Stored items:
+ + +
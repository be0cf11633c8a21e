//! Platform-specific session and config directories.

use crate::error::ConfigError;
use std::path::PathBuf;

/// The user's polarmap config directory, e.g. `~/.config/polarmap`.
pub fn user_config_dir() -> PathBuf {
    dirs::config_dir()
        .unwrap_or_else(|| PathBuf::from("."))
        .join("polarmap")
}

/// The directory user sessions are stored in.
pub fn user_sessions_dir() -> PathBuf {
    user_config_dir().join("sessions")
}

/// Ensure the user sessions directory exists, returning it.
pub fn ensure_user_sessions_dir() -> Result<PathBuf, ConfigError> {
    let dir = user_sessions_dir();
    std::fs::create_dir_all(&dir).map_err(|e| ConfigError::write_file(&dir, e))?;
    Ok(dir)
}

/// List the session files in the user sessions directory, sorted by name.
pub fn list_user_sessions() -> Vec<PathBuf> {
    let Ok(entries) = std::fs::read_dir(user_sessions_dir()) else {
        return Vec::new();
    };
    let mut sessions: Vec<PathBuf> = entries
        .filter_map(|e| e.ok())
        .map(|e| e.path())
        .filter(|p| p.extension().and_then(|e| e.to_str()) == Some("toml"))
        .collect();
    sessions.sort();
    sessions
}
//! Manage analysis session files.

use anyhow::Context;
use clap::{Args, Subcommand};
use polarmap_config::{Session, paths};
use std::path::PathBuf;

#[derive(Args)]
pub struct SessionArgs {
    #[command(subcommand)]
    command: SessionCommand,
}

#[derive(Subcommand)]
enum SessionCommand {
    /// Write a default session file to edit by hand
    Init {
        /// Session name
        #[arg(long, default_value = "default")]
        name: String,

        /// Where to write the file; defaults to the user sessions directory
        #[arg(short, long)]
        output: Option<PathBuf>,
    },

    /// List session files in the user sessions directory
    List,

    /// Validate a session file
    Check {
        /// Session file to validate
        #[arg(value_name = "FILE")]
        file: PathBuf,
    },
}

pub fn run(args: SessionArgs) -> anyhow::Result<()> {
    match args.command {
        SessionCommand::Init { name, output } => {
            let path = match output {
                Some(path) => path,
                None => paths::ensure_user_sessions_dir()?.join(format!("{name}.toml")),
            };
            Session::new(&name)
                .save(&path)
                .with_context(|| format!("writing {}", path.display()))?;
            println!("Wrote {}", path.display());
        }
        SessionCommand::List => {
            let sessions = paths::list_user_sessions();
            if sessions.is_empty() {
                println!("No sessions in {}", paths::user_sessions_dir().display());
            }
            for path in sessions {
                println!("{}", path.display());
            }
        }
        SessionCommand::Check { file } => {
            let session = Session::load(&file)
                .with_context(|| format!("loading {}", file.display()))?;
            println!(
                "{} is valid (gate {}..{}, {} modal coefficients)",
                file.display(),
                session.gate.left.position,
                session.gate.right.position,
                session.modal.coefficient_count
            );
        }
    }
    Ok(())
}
+ + +
Please return all of the records exactly.

repository be0cf11633c8a21e
//! Platform-specific session and config directories.

use crate::error::ConfigError;
use std::path::PathBuf;

/// The user's polarmap config directory, e.g. `~/.config/polarmap`.
pub fn user_config_dir() -> PathBuf {
    dirs::config_dir()
        .unwrap_or_else(|| PathBuf::from("."))
        .join("polarmap")
}

/// The directory user sessions are stored in.
pub fn user_sessions_dir() -> PathBuf {
    user_config_dir().join("sessions")
}

/// Ensure the user sessions directory exists, returning it.
pub fn ensure_user_sessions_dir() -> Result<PathBuf, ConfigError> {
    let dir = user_sessions_dir();
    std::fs::create_dir_all(&dir).map_err(|e| ConfigError::write_file(&dir, e))?;
    Ok(dir)
}

/// List the session files in the user sessions directory, sorted by name.
pub fn list_user_sessions() -> Vec<PathBuf> {
    let Ok(entries) = std::fs::read_dir(user_sessions_dir()) else {
        return Vec::new();
    };
    let mut sessions: Vec<PathBuf> = entries
        .filter_map(|e| e.ok())
        .map(|e| e.path())
        .filter(|p| p.extension().and_then(|e| e.to_str()) == Some("toml"))
        .collect();
    sessions.sort();
    sessions
}
//! Manage analysis session files.

use anyhow::Context;
use clap::{Args, Subcommand};
use polarmap_config::{Session, paths};
use std::path::PathBuf;

#[derive(Args)]
pub struct SessionArgs {
    #[command(subcommand)]
    command: SessionCommand,
}

#[derive(Subcommand)]
enum SessionCommand {
    /// Write a default session file to edit by hand
    Init {
        /// Session name
        #[arg(long, default_value = "default")]
        name: String,

        /// Where to write the file; defaults to the user sessions directory
        #[arg(short, long)]
        output: Option<PathBuf>,
    },

    /// List session files in the user sessions directory
    List,

    /// Validate a session file
    Check {
        /// Session file to validate
        #[arg(value_name = "FILE")]
        file: PathBuf,
    },
}

pub fn run(args: SessionArgs) -> anyhow::Result<()> {
    match args.command {
        SessionCommand::Init { name, output } => {
            let path = match output {
                Some(path) => path,
                None => paths::ensure_user_sessions_dir()?.join(format!("{name}.toml")),
            };
            Session::new(&name)
                .save(&path)
                .with_context(|| format!("writing {}", path.display()))?;
            println!("Wrote {}", path.display());
        }
        SessionCommand::List => {
            let sessions = paths::list_user_sessions();
            if sessions.is_empty() {
                println!("No sessions in {}", paths::user_sessions_dir().display());
            }
            for path in sessions {
                println!("{}", path.display());
            }
        }
        SessionCommand::Check { file } => {
            let session = Session::load(&file)
                .with_context(|| format!("loading {}", file.display()))?;
            println!(
                "{} is valid (gate {}..{}, {} modal coefficients)",
                file.display(),
                session.gate.left.position,
                session.gate.right.position,
                session.modal.coefficient_count
            );
        }
    }
    Ok(())
}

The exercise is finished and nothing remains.